Né à la fin du XIXe siècle, Joseph est le fils du préfet de Gori, un village au pied des montagnes du Caucase en Géorgie. Le futur Staline, surnommé à l'époque Sosso, est le fils d'un cordonnier ivrogne et violent et d'une mère couturière qui travaille pour les parents de Joseph. Les deux jeunes garçons qui n'ont que quelques années d'écart, se côtoient quotidiennement, sont très vite rivaux d'autant plus qu'ils se ressemblent étrangement physiquement. Le bruit court que la mère de Sosso aurait eu une relation avec le père de Joseph. Pourraient-ils être demi-frères? Cette question traverse tout le livre.
Sosso quitte le village pour entrer au séminaire d'où il sera renvoyé, il s'engage alors dans la révolution, est emprisonné puis envoyé en Sibérie. Pendant ce temps, Joseph quitte le village pour le collège, va poursuivre ses études à Paris et revient en Géorgie où il devient chef de milice en lutte pour une Géorgie indépendante. "Moi, je voudrais simplement faire quelque chose pour la Géorgie, qu'on y vive mieux, qu'on nous laisse être géorgien"
C'est donc aux prémices de la révolution russe que nous convie l'auteur dans ce récit où l'on croise Kamenev, Trotski et tant d'autres...Le roman nous apprend aussi beaucoup de la situation de la Géorgie au début du 20ème siècle.
Dans ce récit, l'auteur intercale des chapitres plus personnels qui interrogent le destin familial : "Serait-il entré dans les services secrets français sans la terreur que lui inspirait Sosso devenu Staline? Aurait-il fini ses jours loin de son pays natal s'il avait pu y revenir, sans être immédiatement sollicité par son ancien camarade de jeux, roi du Kremlin?"
" Craignait-il Staline?
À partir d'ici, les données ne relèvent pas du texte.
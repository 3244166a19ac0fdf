use super::{Calls, fast_policy};
use std::sync::Arc;
use storage_resilience::{
    CircuitBreakerConfig, Outcome, ResilienceLayer, ResilientStore, StorageRequest,
};
use tower::{Layer, ServiceBuilder, ServiceExt, service_fn};

#[derive(Clone, Debug)]
enum Request {
    Get(&'static str),
    Put(&'static str, u32),
}

impl StorageRequest for Request {
    fn resource_key(&self) -> &str {
        "kv-store"
    }

    fn is_idempotent(&self) -> bool {
        matches!(self, Request::Get(_))
    }
}

fn store(max_attempts: u32) -> Arc<ResilientStore> {
    Arc::new(
        ResilientStore::builder()
            .retry_policy(fast_policy(max_attempts))
            .circuit_breaker(CircuitBreakerConfig::builder().failure_threshold(3).build())
            .build(),
    )
}

#[tokio::test]
async fn reads_are_retried_through_service_builder() {
    let calls = Calls::default();
    let c = calls.clone();
    let backend = service_fn(move |req: Request| {
        let n = c.hit();
        async move {
            match req {
                Request::Get(key) if n >= 1 => Ok(format!("value of {key}")),
                _ => Err("connect ETIMEDOUT 10.1.2.3:6379".to_string()),
            }
        }
    });

    let svc = ServiceBuilder::new()
        .layer(ResilienceLayer::new(store(3)))
        .service(backend);

    let outcome = svc.oneshot(Request::Get("a")).await.unwrap();
    assert_eq!(outcome, Outcome::Success("value of a".to_string()));
    assert_eq!(calls.count(), 2);
}

#[tokio::test]
async fn writes_run_once() {
    let calls = Calls::default();
    let c = calls.clone();
    let backend = service_fn(move |_req: Request| {
        c.hit();
        async { Err::<String, _>("connection reset by peer".to_string()) }
    });

    let svc = ResilienceLayer::new(store(5)).layer(backend);
    let outcome = svc.oneshot(Request::Put("a", 1)).await.unwrap();

    assert!(outcome.is_failure());
    assert_eq!(calls.count(), 1);
}

#[tokio::test]
async fn layer_policy_overrides_store_default() {
    let calls = Calls::default();
    let c = calls.clone();
    let backend = service_fn(move |_req: Request| {
        c.hit();
        async { Err::<String, _>("connection reset by peer".to_string()) }
    });

    let svc = ServiceBuilder::new()
        .layer(ResilienceLayer::new(store(1)).with_policy(fast_policy(2)))
        .service(backend);
    let _ = svc.oneshot(Request::Get("a")).await.unwrap();

    assert_eq!(calls.count(), 2);
}

#[tokio::test]
async fn shared_store_trips_for_every_service() {
    let shared = store(1);
    let failing = service_fn(|_req: Request| async {
        Err::<String, _>("connection refused".to_string())
    });

    let svc = ServiceBuilder::new()
        .layer(ResilienceLayer::new(Arc::clone(&shared)))
        .service(failing);
    for _ in 0..3 {
        let _ = svc.clone().oneshot(Request::Get("a")).await.unwrap();
    }

    let calls = Calls::default();
    let c = calls.clone();
    let healthy = service_fn(move |_req: Request| {
        c.hit();
        async { Ok::<_, String>("fresh".to_string()) }
    });
    let other = ServiceBuilder::new()
        .layer(ResilienceLayer::new(shared))
        .service(healthy);

    let outcome = other.oneshot(Request::Get("a")).await.unwrap();
    assert!(outcome.is_circuit_open());
    assert_eq!(calls.count(), 0);
}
Il est évident que la destinée de son camarade a forcément pesé sur toute sa vie. "
L'autre Joseph est un roman captivant sur les origines, sur la transmission familiale, les non-dits et sur les destins de deux hommes hors du commun.
L'auteur a trouvé la bonne distance pour imaginer la vie de son arrière grand-père et ses relations avec le futur Staline, elle termine son ouvrage par de très belles pages sur son propre père décédé dix ans plus tôt, son père qui a dû se construire avec le passé de ce grand-père.
J'ai juste regretté qu'elle ait limité son récit à l'enfance et à la vie de jeunes adultes des deux Joseph, je brûlais d'envie d'en savoir plus sur la suite de leur vie.
http://leslivresdejoelle.blogspot.fr/2016/02/lautre-joseph-de-kethevane-davrichewy.html
L’autre Joseph raconte la jeunesse de l’arrière grand-père de Davrichewy (personnage incroyablement romanesque) et de Sosso devenu Staline. On les suppose demi-frères, ils ont grandi dans le même village, sont devenus révolutionnaires, leur rivalité était quotidienne. L’un fut exilé en Sibérie, quand l’autre partit étudier à Paris : deux destins. Enlevé, subtil, L’autre Joseph est une formidable enquête familiale. PS : J. Davrichewy écrivit ses mémoires qu’il intitula : Ah ce qu’on rigolait bien avec mon copain Staline…
A la fois troublant et captivant pour le lecteur, l'auteur joue avec la frontière entre vérité historique et romanesque. Très bon livre.